Когда доели жмых и повздыхали над драконовым законом, хозяин зачитал «Манифест».
Уже где-то в середине чтения она почувствовала дурноту. Печь с неживым черным устьем вдруг стала заваливаться, расплываться. Она уцепилась пальцами за лавку.
«…Ни один самый смелый и гениальный провокатор для гибели пролетарской диктатуры, для дискредитации ленинизма не мог бы придумать ничего лучшего, чем руководство Сталина и его клики…»
Нечеловеческая боль сдавила обручем голову, желудок перехватило спазмом. Она старалась не смотреть на шатающуюся печь, уставилась в столешницу.
«…превратились в банду беспринципных, изолгавшихся и трусливых политиканов, а Сталин…»
Сердце стучало так сильно, что казалось, слышат все. Потом оно начала медленно подниматься, стало в горле, ломило скулы, болела рука и что-то страшное, очень медленно вползало под левую лопатку.
«…сплотиться под его знаменем… немедленно за работу… политикана и изменника… от товарища к товарищу… Долой!.. Да здравствует ВКП(б)…»
Страшное нестерпимой болью повернулось, вошло в спину, как раскаленный бур. Она застонала.

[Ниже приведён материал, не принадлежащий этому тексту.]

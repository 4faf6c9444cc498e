//! `cask load` command.

use std::path::PathBuf;

use cask_core::Result;
use cask_image::ops::{self, LoadOptions};
use clap::Args;

use super::{PlatformArgs, Session};

#[derive(Args, Debug)]
pub struct LoadArgs {
    /// Read from a tar archive file instead of stdin
    #[arg(short, long)]
    pub input: Option<PathBuf>,

    /// Print only the digests of loaded images
    #[arg(short, long)]
    pub quiet: bool,

    #[command(flatten)]
    pub platform: PlatformArgs,
}

pub async fn execute(session: &Session, args: LoadArgs) -> Result<()> {
    let opts = LoadOptions {
        input: args.input,
        platforms: args.platform.platforms,
        all_platforms: args.platform.all_platforms,
        quiet: args.quiet,
    };
    ops::load(&session.client, &session.ctx, &session.streams, &opts).await?;
    Ok(())
}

Потом был трамвай, Руфина и Каюров поддерживали ее. Жалкая комната Руфины, топчан, ощущение, что избита жестоко, все ломит, саднит. Запах валерианы.
— Не надо так… Нехорошо, неправильно… та же ненависть и слова те же…
— Тебе нельзя разговаривать.
Когда стала сползать с топчана, нащупывать ногами туфли: «Мне пора, дома волнуются», Руфина то ли спросила, то ли приказала: «Возьмешь это», и положила в сумку, сложенные вдвое листочки папиросной бумаги. «У тебя самое надежное».
«Разговаривать нельзя, взять с собой в дом председателя гэпэу „Манифест“ можно. Люди беспощадны и самые беспощадные те, кто одержим идеей. Иосиф тоже беспощаден. Зачем я туда пошла, ведь я же знаю, что для меня нет места нигде».
В комнату, неслышно ступая мягкими чувяками, вошел Иосиф. Она сделала вид, что читает учебник. Он подошел к комоду, вынул что-то и так же неслышно ушел. Весь год он почти не выходил из дома, не выступал на конференциях и пленумах, целыми днями валялся то на одном, то на другом диване. Читал, что-то писал.